Student attitudes and future plans were least supportive, and current behaviors were most infrequent, in the area of personal consumption of sustainable food. A majority of students—69.2 %—were “somewhat” or “very concerned” about “whether food is grown or produced in a way that is good for the environment.” But less than a fifth of students who shopped for and cooked their own food bought food that was locally sourced, organic, or fair trade “always or most of the time” (Table 3). Moreover, 58.7 % of students did not agree that people should buy sustainable food, if doing so were less convenient or more costly, and 62.9 % “rarely” or “never” encouraged friends to buy sustainable food. Finally, the proportion of students who professed to be “very likely” to make buying sustainable food a future priority was the smallest for any aspect of sustainability examined, at 29.8 %.

Qualitative data from the focus groups largely supported the survey results. In talking about what it means to live sustainably in the context of their current and future lives, students overwhelmingly focused on two kinds of behavior: (1) recycling and reusing paper, containers, and other material goods and (2) reducing personal use of energy and water (Table 8).Footnote 4 Indeed, notions of sustainability that involved recycling, reusing, and energy and water conservation appeared in every or nearly every focus group. As one student said:

Table 8 Sessions in which conceptions of sustainability were mentioned

Jake (F) Footnote 5 : I’d say here at U of M it’s, like, a lot easier to be sustainable because there’s always recycling bins everywhere, and different places you can, you know, make decisions to recycle or do something such as that. Because where I’m from—I’m from a small town and so we didn’t have recycling … But in our rooms and the dorms it makes it easy to try and do things like that.

Opportunities to recycle and reduce waste were especially memorable when it was possible for students to know exactly how much their efforts were benefiting the environment. Water bottle refilling stations and dorm-based conservation competitions came up in nearly every focus group. Discussions of future plans followed a similar trajectory, with themes of recycling and reusing goods continuing to dominate conversation.

Moderator: So, thinking about your lives moving forward, how you want to raise your families, what kinds of lives you want to lead: Are there any areas where you think you would like to take sustainability into account?

Luke (A): Living in the big city um, like the per capita environmental footprint is much less for those who live in the big cities… So no cars, only using public transportation.

Jessica: I’ll continue to recycle, I think, because we do that [at my parents’ house]. Like when I like own my own place and all that, like I’ll definitely keep using it. Yeah, I mean it’s just so simple to, you know, turn the light off and recycle. So I’ll obviously keep using it and promote it to my family.

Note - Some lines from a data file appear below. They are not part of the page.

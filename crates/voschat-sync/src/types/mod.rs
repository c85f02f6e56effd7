pub mod chat;
pub mod envelope;
pub mod file_info;
pub mod message;
pub mod presence;
pub mod response;
pub mod scope;
pub mod user;

pub use chat::{Chat, CreateChatRequest};
pub use envelope::Envelope;
pub use file_info::FileInfo;
pub use message::{DedupKey, Message};
pub use presence::PresenceEvent;
pub use response::ApiResponse;
pub use scope::Scope;
pub use user::User;
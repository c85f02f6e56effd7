//! Protocol constants for the chat server API.
//!
//! # Organization
//!
//! ```text
//! constants/
//! ├── paths        - REST endpoint suffixes, relative to the API base
//! ├── frames       - realtime frame discriminator values
//! └── upload       - multipart upload shape
//! ```
//!
//! # Endpoints
//!
//! | Method | Path | Purpose |
//! |--------|------|---------|
//! | GET | `/messages` | Full history |
//! | POST | `/messages` | Send a message |
//! | DELETE | `/messages/{id}` | Delete a message |
//! | GET | `/messages/between/{a}/{b}` | One-to-one history |
//! | POST | `/files` | Multipart upload |
//! | POST | `/chats` | Create a chat |
//!
//! The realtime channel lives at `/ws` on the same host and carries text
//! frames only.

/// HTTP 404, mapped to `SyncError::NotFound`.
pub const STATUS_NOT_FOUND: u16 = 404;

/// REST endpoint suffixes.
pub mod paths {
    pub const MESSAGES: &str = "messages";
    pub const MESSAGES_BETWEEN: &str = "messages/between";
    pub const FILES: &str = "files";
    pub const CHATS: &str = "chats";
    pub const WEBSOCKET: &str = "ws";
}

/// Values of the `type` field on realtime frames.
pub mod frames {
    /// JSON field that discriminates frame kinds.
    pub const TYPE_FIELD: &str = "type";
    /// Explicit tag for message frames. Untagged frames are messages too.
    pub const MESSAGE: &str = "message";
    /// Tag sent by the server on presence updates.
    pub const STATUS: &str = "status";
}

/// Multipart upload shape for `POST /files`.
pub mod upload {
    pub const PART_NAME: &str = "file";
    pub const PART_CONTENT_TYPE: &str = "application/octet-stream";
}

pub const CONTENT_TYPE_JSON: &str = "application/json";

#[cfg(test)]
mod tests {
    use super::*;

    #[test]
    fn test_paths_are_relative() {
        for path in [
            paths::MESSAGES,
            paths::MESSAGES_BETWEEN,
            paths::FILES,
            paths::CHATS,
            paths::WEBSOCKET,
        ] {
            assert!(!path.starts_with('/'), "{} must be relative", path);
        }
    }
}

Pam: Yeah. At some point in my life I’m going to be an elementary school teacher, so I think having like a recycling bin in a room is a pretty easy fix, and hopefully it’ll kind of keep me accountable for recycling. I mean, teaching the kids to do it.

Statements like Jake’s, and exchanges that like that between Jessica and Pam, happened repeatedly in nearly every focus group. Time and time again, students conceptualized acting sustainably in terms of recycling and reusing material things and minimizing one’s personal use of energy and water and were quick to credit the university for facilitating a lifestyle not previously available to them.

In contrast, students rarely discussed aspects of sustainability beyond energy and water conservation and, with respect to material goods, the second two—reuse and recycle—of the “three Rs.” In particular, the idea of taking into account the environmental and social impacts of how food is grown and produced, as opposed to how food waste is managed, was brought up in fewer than half of the focus groups (Table 8). When comments on sustainable food did crop up, they stayed isolated to the student that first raised them and did not spark dialogue in the group in the way that discussions of recycling bins, double-sided printing, and waste in dining halls were able to do.

Moderator: So now I’m going to open it to you. Are there any questions that we should have asked or talked about?

Larissa (So): Um, maybe mentioning other forms of sustainability besides recycling. Because I know, like, it’s a big thing here, but um, one thing that we talked about a few times was food waste, so maybe talking more about indirect food waste. Because yes you ate a hamburger, but what all, what did all the process go into that? So maybe um, making people more, ah, making them think more about things besides recycling.

Amber: Um, I don’t know if it’s because we just don’t know about a lot of the efforts on campus, but finding out what students, what like sustainability efforts students know about on campus, and then, like, telling them about some of the big ones that we don’t know about … Like, I at least learned that some battery recycling is available in some of the dorms.

Larissa had not brought up the issue of food origins before, but at the close of the session, she wished there had been more talk about this and other issues “besides recycling.” Amber, however, immediately steered the conversation back to opportunities to recycle things on campus, such as batteries. In a different group, the concept of sustainable food received an early exposition but was then dropped when it failed to catch on:

Dylan (J): When I first think of sustainability I think of actually food [laughter] because I took a class called “Food, Energy and the Environment” and that’s what stuck with me the most, ‘cause that’s, you know what I'm most directly involved with. You know, I don’t, I can’t see the pollution and things like that. However, yeah, I just think a lot about how we raise our food such as you know like the big cattle farms and all that type of stuff versus like an organic pasture. So I mean, I guess, “flow through sustainability”: grass is eaten and then fertilizes the soil and all that stuff.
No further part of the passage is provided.